Microparticles stimulate the synthesis of prostaglandin E(2) via induction of cyclooxygenase 2 and microsomal prostaglandin E synthase 1.

Objective: Microparticles are small vesicles that are released from activated or dying cells and that occur abundantly in the synovial fluid of patients with rheumatoid arthritis (RA). The goal of these studies was to elucidate the mechanisms by which microparticles activate synovial fibroblasts to express a proinflammatory phenotype.

Methods: Microparticles from monocytes and T cells were isolated by differential centrifugation. Synovial fibroblasts were cocultured with increasing numbers of microparticles. Gene expression was analyzed by real-time polymerase chain reaction and confirmed by Western blotting and enzyme immunoassay. Arachidonic acid labeled with tritium was used to study the transport of biologically active lipids by microparticles. The roles of NF-kappaB and activator protein 1 (AP-1) signaling were analyzed with electrophoretic mobility shift assay and transfection with small interfering RNA and IkappaB expression vectors.

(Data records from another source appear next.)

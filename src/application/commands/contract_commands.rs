//! Contract Commands - V2 架构

use crate::domain::contract::{CharacterContract, PsychProfile, VoiceRequirements};

/// 创建契约命令
///
/// 除 id 与 display_name 外均可省略，省略项由领域层补默认值。
#[derive(Debug, Clone)]
pub struct CreateContract {
    pub id: String,
    pub display_name: String,
    pub archetype: Option<String>,
    pub psych_profile: Option<PsychProfile>,
    pub voice_requirements: Option<VoiceRequirements>,
    pub forbidden_traits: Option<Vec<String>>,
    pub test_script: Option<String>,
    pub description: Option<String>,
    pub notes: Option<String>,
}

/// 保存完整契约命令（新建或整体覆盖）
#[derive(Debug, Clone)]
pub struct SaveContract {
    pub contract: CharacterContract,
}
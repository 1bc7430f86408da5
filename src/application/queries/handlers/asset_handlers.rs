//! Asset Query Handlers - V2 架构

use std::sync::Arc;

use crate::application::error::ApplicationError;
use crate::application::queries::{FindAssets, GetAsset};
use crate::domain::asset::{AssetCatalog, VoiceAsset};

// ============================================================================
// Handlers
// ============================================================================

/// GetAsset Handler
pub struct GetAssetHandler {
    catalog: Arc<AssetCatalog>,
}

impl GetAssetHandler {
    pub fn new(catalog: Arc<AssetCatalog>) -> Self {
        Self { catalog }
    }

    pub async fn handle(&self, query: GetAsset) -> Result<VoiceAsset, ApplicationError> {
        self.catalog
            .get(&query.id)
            .cloned()
            .ok_or_else(|| ApplicationError::not_found("Voice asset", query.id.as_str()))
    }
}

/// FindAssets Handler
pub struct FindAssetsHandler {
    catalog: Arc<AssetCatalog>,
}

impl FindAssetsHandler {
    pub fn new(catalog: Arc<AssetCatalog>) -> Self {
        Self { catalog }
    }

    pub async fn handle(&self, query: FindAssets) -> Result<Vec<VoiceAsset>, ApplicationError> {
        let assets = self
            .catalog
            .find_by_query(&query.query)
            .into_iter()
            .cloned()
            .collect();

        Ok(assets)
    }
}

Results: Microparticles strongly induced the synthesis of cyclooxygenase 2 (COX-2), microsomal prostaglandin E synthase 1 (mPGES-1), and prostaglandin E(2) (PGE(2)). In contrast, no up-regulation of COX-1, mPGES-2, cytosolic PGES, or phospholipase A(2) was observed. The induction of PGE(2) was blocked by selective inhibition of COX-2. Microparticles activated NF-kappaB, AP-1, p38, and JNK signaling in synovial fibroblasts. Inhibition of NF-kappaB, AP-1, and JNK signaling reduced the stimulatory effects. Arachidonic acid was transported from leukocytes to fibroblasts by microparticles. Arachidonic acid derived from microparticles was converted to PGE(2) by synovial fibroblasts.

Conclusion: These results demonstrate that microparticles up-regulate the production of PGE(2) in synovial fibroblasts by inducing COX-2 and mPGES-1. These data provide evidence for a novel mechanism by which microparticles may contribute to inflammation and pain in RA.